Monk looked up from his bag of tools.  “Jean, you want to put little Cliffy to bed now, he’s getting kind of cranky.”

The following morning was dark and overcast and the resulting gloom infused heart and soul alike.  The daily fight for their lives had become a reality.

Monk and Dustin gathered up the bodies and Cliffson helped when he could.  Disfigured by Dustin’s shotgun blasts, the bodies left behind dark stains and chunks of flesh on the grass.  It made for a gruesome and repulsive task, but one that had to be done.

Cliffson watched Monk and Dustin dig a shallow grave in the field behind the Lang’s house.  When the last body was laid in the hole, “Hank the Crank” showed up.

“Which one of you assholes shot my house up last night?”  Crank yelled.

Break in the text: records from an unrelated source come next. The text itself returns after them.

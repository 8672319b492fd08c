//! Module resolution: turns an entry file into a [`ModuleGraph`].
//!
//! Paths are plain `/`-separated strings. Loaders map them onto whatever storage
//! they wrap; the compiler only ever sees the normalized absolute form.

use std::collections::{BTreeMap, HashMap, VecDeque};
use std::path::PathBuf;

use tracing::debug;

use crate::ast::{File, ModuleGraph};
use crate::error::ParseError;
use crate::pest_parser::parse_file;

/// Source of module text.
pub trait SourceLoader: Send + Sync {
    fn read(&self, path: &str) -> Result<String, ParseError>;
    fn exists(&self, path: &str) -> bool;
}

/// In-memory files, used by tests and `eval`.
#[derive(Debug, Clone, Default)]
pub struct MemoryLoader {
    files: HashMap<String, String>,
}

impl MemoryLoader {
    pub fn new() -> Self {
        Self::default()
    }

    pub fn with_file(mut self, path: &str, source: &str) -> Self {
        self.insert(path, source);
        self
    }

    pub fn insert(&mut self, path: &str, source: &str) {
        self.files.insert(normalize(path), source.to_string());
    }
}

impl SourceLoader for MemoryLoader {
    fn read(&self, path: &str) -> Result<String, ParseError> {
        self.files
            .get(&normalize(path))
            .cloned()
            .ok_or_else(|| ParseError::NotFound(path.to_string()))
    }

    fn exists(&self, path: &str) -> bool {
        self.files.contains_key(&normalize(path))
    }
}

/// Files under a root directory; `/` maps to the root.
#[derive(Debug, Clone)]
pub struct FsLoader {
    root: PathBuf,
}

impl FsLoader {
    pub fn new(root: impl Into<PathBuf>) -> Self {
        FsLoader { root: root.into() }
    }

    fn full_path(&self, path: &str) -> PathBuf {
        self.root.join(normalize(path).trim_start_matches('/'))
    }
}

impl SourceLoader for FsLoader {
    fn read(&self, path: &str) -> Result<String, ParseError> {
        let full = self.full_path(path);
        std::fs::read_to_string(&full).map_err(|e| match e.kind() {
            std::io::ErrorKind::NotFound => ParseError::NotFound(path.to_string()),
            _ => ParseError::Io {
                path: full.display().to_string(),
                message: e.to_string(),
            },
        })
    }

    fn exists(&self, path: &str) -> bool {
        self.full_path(path).is_file()
    }
}

impl ModuleGraph {
    /// Parses `entry` and, transitively, every file it imports.
    pub fn load(loader: &dyn SourceLoader, entry: &str) -> Result<ModuleGraph, ParseError> {
        let main_path = normalize(&with_extension(entry));
        let source = loader.read(&main_path)?;
        let main = parse_file(&main_path, &source)?;
        Self::load_with_main(loader, main)
    }

    /// Like [`ModuleGraph::load`] but with the main file given as text.
    pub fn load_source(
        loader: &dyn SourceLoader,
        path: &str,
        source: &str,
    ) -> Result<ModuleGraph, ParseError> {
        let main = parse_file(&normalize(&with_extension(path)), source)?;
        Self::load_with_main(loader, main)
    }

    fn load_with_main(loader: &dyn SourceLoader, mut main: File) -> Result<ModuleGraph, ParseError> {
        let mut modules: BTreeMap<String, File> = BTreeMap::new();
        let mut queue = VecDeque::new();

        resolve_imports(loader, &mut main)?;
        for import in &main.imports {
            queue.push_back(import.abs_path.clone());
        }

        while let Some(path) = queue.pop_front() {
            // a cycle back to main or a diamond dependency lands here
            if path == main.path || modules.contains_key(&path) {
                continue;
            }
            debug!(module = %path, "loading module");
            let source = loader.read(&path)?;
            let mut file = parse_file(&path, &source)?;
            resolve_imports(loader, &mut file)?;
            for import in &file.imports {
                queue.push_back(import.abs_path.clone());
            }
            modules.insert(path, file);
        }

        let mut global = std::mem::take(&mut main.global);
        for file in modules.values_mut() {
            global.append(&mut file.global);
        }

        Ok(ModuleGraph {
            main,
            modules,
            global,
        })
    }
}

fn resolve_imports(loader: &dyn SourceLoader, file: &mut File) -> Result<(), ParseError> {
    let dir = parent(&file.path);
    for import in &mut file.imports {
        import.abs_path = resolve(loader, &dir, &import.path)?;
    }
    Ok(())
}

/// Resolves an import path written in a file living in `dir`.
pub fn resolve(loader: &dyn SourceLoader, dir: &str, path: &str) -> Result<String, ParseError> {
    let path = with_extension(path);

    if path.starts_with('/') {
        return Ok(normalize(&path));
    }
    if path.starts_with("./") || path.starts_with("../") {
        return Ok(normalize(&format!("{}/{}", dir, path)));
    }

    let candidates = [
        format!("{}/{}", dir, path),
        format!("/{}", path),
        format!("/vendor/{}", path),
    ];
    candidates
        .iter()
        .map(|c| normalize(c))
        .find(|c| loader.exists(c))
        .ok_or_else(|| ParseError::NotFound(path.to_string()))
}

fn with_extension(path: &str) -> String {
    let last = path.rsplit('/').next().unwrap_or(path);
    if last.contains('.') {
        path.to_string()
    } else {
        format!("{}.ts", path)
    }
}

fn parent(path: &str) -> String {
    match path.rfind('/') {
        Some(0) | None => String::new(),
        Some(i) => path[..i].to_string(),
    }
}

/// Makes `path` absolute and removes `.` and `..` segments.
pub fn normalize(path: &str) -> String {
    let mut parts: Vec<&str> = Vec::new();
    for segment in path.split('/') {
        match segment {
            "" | "." => {}
            ".." => {
                parts.pop();
            }
            s => parts.push(s),
        }
    }
    format!("/{}", parts.join("/"))
}

#[cfg(test)]
mod tests {
    use super::*;

    #[test]
    fn test_normalize() {
        assert_eq!(normalize("main.ts"), "/main.ts");
        assert_eq!(normalize("/a/./b/../c.ts"), "/a/c.ts");
        assert_eq!(normalize("../../x.ts"), "/x.ts");
    }

    #[test]
    fn test_resolve_relative_and_bare() {
        let loader = MemoryLoader::new()
            .with_file("/lib/util.ts", "")
            .with_file("/vendor/json.ts", "")
            .with_file("/app/helpers.ts", "");

        assert_eq!(resolve(&loader, "/app", "./helpers").unwrap(), "/app/helpers.ts");
        assert_eq!(resolve(&loader, "/app", "../lib/util").unwrap(), "/lib/util.ts");
        assert_eq!(resolve(&loader, "/app", "helpers").unwrap(), "/app/helpers.ts");
        assert_eq!(resolve(&loader, "/app", "lib/util").unwrap(), "/lib/util.ts");
        assert_eq!(resolve(&loader, "/app", "json").unwrap(), "/vendor/json.ts");
        assert!(matches!(
            resolve(&loader, "/app", "missing"),
            Err(ParseError::NotFound(_))
        ));
    }
}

Cliffson drew his Glock, but Monk moved in between them.  “Go home Hank.  There’s trouble enough without you stirring things up,” Monk ordered.

“Someone shot my house up last night, wounding me in the process and I aim to find out who the hell it was!  You think my arms in a sling for nothing,” he roared.  “Now I find you people burying these folks.  I’ve caught you red-handed and I’m going to the authorities.”

“You mean your Chinese buddy, you traitor,”  Monk sneered.

Hank swung a meaty fist at Monk with his good arm but missed and in a flash Dustin was on him, pinning him to the ground.   “That’s enough,”  Dustin yelled.  “For all we know you were part of the group that attacked us last night when you were shot.”

Dustin grabbed Hank’s legs and pulled him to the grave.  Monk grabbed his good arm and they rolled him in on top of the dead men.

“You want to join them?”  Dustin yelled.

Lying on his belly, Hank was having trouble getting his good arm under him so he could push himself up.  He was whimpering and beginning to swear when Dustin put his foot on the back of Hank’s neck, forcing him face to face with one of the dead men.

“Any more trouble and you’ll join them.  Are we clear?” Dustin shouted.

Hank cried yes and Dustin let him up.  “Now get out of here.”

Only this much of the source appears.